Prep 15 mins
Cook 2 hrs
This is Dominick DeAngelis' recipe for pizza dough using high gluten flour. His pizza flour is sold at Fante's in Philadelphia and on the internet. You can also find high gluten flour in other speciality stores. It's amazing what a difference using high gluten flour makes--you can achieve a marvelously thin and crispy crust. This recipe is so easy and I have found it to be fool proof and it can easily be doubled. It's also wonderful for Garlic Knots (recipe 179509).
- 2 cups high gluten flour
- 1⁄2 teaspoon salt
- 4 teaspoons sugar
- 3⁄4 cup warm water (about 105 degrees F.)
- 1 teaspoon active dry yeast
- 1 teaspoon olive oil
- Place the warm water, salt, sugar. yeast and olive oil in a bowl and mix well.
- Add flour and begin kneading immediately, using a mixing machine or by hand (I use my Kitchenaid with the dough hook).
- Dough has proper moisture content when it is sticky to the touch but does not stick to your hand--add extra water or flour to achieve this.
- After kneading about 15 minutes by hand or a few minutes in the mixer, form the dough into a ball and let it rise, covered or in a large plastic freezer bag about two hours at room temperature.
- Gently deflate and refrigerate up to 24 hours before freezing or baking (the longer you chill the dough, the chewier the crust--I like it chilled only briefly).
- Your dough is now ready to be used in your favorite way.

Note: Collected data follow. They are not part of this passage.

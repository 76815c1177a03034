//! Progression runner: ticks on an interval until shutdown.

use std::sync::Arc;
use std::time::Duration;

use chrono::Utc;
use tokio::sync::watch;
use tokio::time;

use trainhub_core::config::WorkerConfig;
use trainhub_service::{ProgressReport, ScheduleService};

/// Drives [`ScheduleService::advance_due`] on a fixed interval.
#[derive(Debug)]
pub struct ProgressionRunner {
    schedule: Arc<ScheduleService>,
    config: WorkerConfig,
}

impl ProgressionRunner {
    /// Create a new runner.
    pub fn new(schedule: Arc<ScheduleService>, config: WorkerConfig) -> Self {
        Self { schedule, config }
    }

    /// Run until the cancel signal turns `true` or its sender is dropped.
    ///
    /// A tick in flight when shutdown arrives gets `shutdown_grace_seconds`
    /// to finish.
    pub async fn run(&self, mut cancel: watch::Receiver<bool>) {
        let interval = Duration::from_secs(self.config.tick_interval_seconds.max(1));
        let grace = Duration::from_secs(self.config.shutdown_grace_seconds);
        tracing::info!(
            tick_interval_seconds = interval.as_secs(),
            "Progression worker started"
        );

        loop {
            let tick = self.tick();
            tokio::pin!(tick);

            let interrupted = tokio::select! {
                _ = &mut tick => false,
                _ = shutdown_requested(&mut cancel) => true,
            };
            if interrupted {
                tracing::info!("Progression worker received shutdown signal");
                if time::timeout(grace, &mut tick).await.is_err() {
                    tracing::warn!("In-flight progression tick abandoned after grace period");
                }
                break;
            }

            tokio::select! {
                _ = shutdown_requested(&mut cancel) => {
                    tracing::info!("Progression worker shutting down");
                    break;
                }
                _ = time::sleep(interval) => {}
            }
        }

        tracing::info!("Progression worker stopped");
    }

    /// Run one progression pass now. Failures are logged, not returned.
    pub async fn tick(&self) -> Option<ProgressReport> {
        match self.schedule.advance_due(Utc::now()).await {
            Ok(report) => {
                if report.changed() > 0 || report.conflicts > 0 {
                    tracing::info!(
                        started = report.started,
                        completed = report.completed,
                        conflicts = report.conflicts,
                        "Progression tick applied changes"
                    );
                }
                Some(report)
            }
            Err(e) => {
                tracing::error!(error = %e, "Progression tick failed");
                None
            }
        }
    }
}

async fn shutdown_requested(cancel: &mut watch::Receiver<bool>) {
    loop {
        if *cancel.borrow_and_update() {
            return;
        }
        if cancel.changed().await.is_err() {
            return;
        }
    }
}
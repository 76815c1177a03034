//! JWT claims structure used in access tokens.

use serde::{Deserialize, Serialize};
use uuid::Uuid;

use trainhub_core::types::UserId;
use trainhub_entity::user::{Actor, UserRole};

/// JWT claims payload embedded in every access token.
#[derive(Debug, Clone, Serialize, Deserialize)]
pub struct Claims {
    /// Subject: the user ID on the host platform.
    pub sub: Uuid,
    /// Username for logs and display.
    pub username: String,
    /// User role at the time of token issuance.
    pub role: UserRole,
    /// Issuer.
    pub iss: String,
    /// Issued-at timestamp (seconds since epoch).
    pub iat: i64,
    /// Expiration timestamp (seconds since epoch).
    pub exp: i64,
    /// Unique token ID.
    pub jti: Uuid,
}

impl Claims {
    /// Returns the user ID from the subject claim.
    pub fn user_id(&self) -> UserId {
        UserId::from_uuid(self.sub)
    }

    /// The actor these claims authenticate.
    pub fn actor(&self) -> Actor {
        Actor::new(self.user_id(), self.username.clone(), self.role)
    }
}
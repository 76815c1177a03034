//! Session entity accessor: fetch, list and create training sessions.

use std::sync::Arc;

use chrono::{DateTime, Utc};
use serde::{Deserialize, Serialize};
use tracing::info;
use uuid::Uuid;

use trainhub_auth::rbac::{RbacEnforcer, SystemPermission};
use trainhub_core::error::AppError;
use trainhub_core::result::AppResult;
use trainhub_core::types::pagination::{PageRequest, PageResponse};
use trainhub_database::store::SessionStore;
use trainhub_entity::audit::AuditAction;
use trainhub_entity::session::{CreateSession, Session, SessionKind, SessionStatus};

use crate::audit::AuditService;
use crate::context::RequestContext;

/// Maximum title length, in characters.
const MAX_TITLE_CHARS: usize = 255;

/// Input for creating a training session.
#[derive(Debug, Clone, Serialize, Deserialize)]
pub struct NewSession {
    /// Descriptive title.
    pub title: String,
    /// Session kind.
    pub kind: SessionKind,
    /// Scheduled start.
    pub start_time: DateTime<Utc>,
    /// Scheduled end.
    pub end_time: DateTime<Utc>,
    /// Location.
    pub location: Option<String>,
    /// Capacity.
    pub capacity: Option<i32>,
    /// Trainer.
    pub trainer_id: Option<Uuid>,
}

impl NewSession {
    fn validate(&self) -> AppResult<()> {
        let title = self.title.trim();
        if title.is_empty() {
            return Err(AppError::validation("Title must not be empty"));
        }
        if title.chars().count() > MAX_TITLE_CHARS {
            return Err(AppError::validation(format!(
                "Title must be at most {MAX_TITLE_CHARS} characters"
            )));
        }
        if self.end_time <= self.start_time {
            return Err(AppError::validation("end_time must be after start_time"));
        }
        if matches!(self.capacity, Some(c) if c < 1) {
            return Err(AppError::validation("capacity must be at least 1"));
        }
        Ok(())
    }
}

/// Session access service.
#[derive(Debug, Clone)]
pub struct SessionService {
    store: Arc<dyn SessionStore>,
    audit: AuditService,
    rbac: Arc<RbacEnforcer>,
}

impl SessionService {
    /// Creates a new session service.
    pub fn new(store: Arc<dyn SessionStore>, audit: AuditService, rbac: Arc<RbacEnforcer>) -> Self {
        Self { store, audit, rbac }
    }

    /// Fetch a session by ID.
    pub async fn get(&self, ctx: &RequestContext, id: Uuid) -> AppResult<Session> {
        self.rbac
            .require_permission(&ctx.role(), &SystemPermission::SessionRead)?;
        self.find(id).await
    }

    /// Fetch a session by ID without a permission check.
    pub async fn find(&self, id: Uuid) -> AppResult<Session> {
        self.store
            .find_by_id(id)
            .await?
            .ok_or_else(|| AppError::not_found(format!("Session {id} not found")))
    }

    /// List sessions in the given statuses (all when empty), by start time.
    pub async fn list(
        &self,
        ctx: &RequestContext,
        statuses: &[SessionStatus],
        page: &PageRequest,
    ) -> AppResult<PageResponse<Session>> {
        self.rbac
            .require_permission(&ctx.role(), &SystemPermission::SessionRead)?;
        self.store.list(statuses, page).await
    }

    /// Create a session in `planned`. HR-class actors only.
    pub async fn create(&self, ctx: &RequestContext, input: NewSession) -> AppResult<Session> {
        self.rbac
            .require_permission(&ctx.role(), &SystemPermission::SessionCreate)?;
        input.validate()?;

        let session = self
            .store
            .create(&CreateSession {
                title: input.title.trim().to_string(),
                kind: input.kind,
                start_time: input.start_time,
                end_time: input.end_time,
                location: input.location,
                capacity: input.capacity,
                trainer_id: input.trainer_id,
                created_by: ctx.user_id(),
            })
            .await?;

        info!(
            session_id = %session.id,
            actor_id = %ctx.actor.id,
            kind = %session.kind,
            "Training session created"
        );
        self.audit
            .record(
                Some(ctx.user_id()),
                AuditAction::Create,
                session.id,
                serde_json::json!({ "title": session.title, "kind": session.kind }),
            )
            .await;

        Ok(session)
    }
}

- I roll mine out very thin and bake at the highest temperature the oven will allow.
This is the pizza dough recipe that I have been searching for, for eons!!! The thing I hate about most home or store bought pizza doughs ( or even most delivered, for that matter) is that they are either crispy like a cracker, ugh, or taste more like bread dough, ugh again. This is perfect!!!! Chewy! Yummy! The only problem now is I need a professional brick 1000 degree temp pizza oven!!!!!
This was excellent. I increased the amounts by 50% to get 2 medium-size pizzas for my family. After topping, I baked each pizza at 450 on a pizza stone for 10 minutes. Thanks for sharing this recipe.
This dough is fabulous! I used Pillsbury High Gluten Flour that I got from my local pizza parlor. I doubled the recipe and made one basic pizza (with Recipe #60997) and also Recipe #82877. One thing to be VERY careful about is your oven temp, type of pan and level of your racks. I stupidly put my oven on 525*, a temp I've never even gotten near before and then put the pizza on the next to the lowest oven rack. It *almost* burnt after about 4 minutes! (I was also using a dark pan, which will cause quicker browning.) I grabbed it out and moved it to the top rack until the cheese was bubbly. With the stromboli, I went with a safe 425*. ;) I will definitely make this again, but have to mess around with different pans, temps and racks until I can get it perfect. Thanks!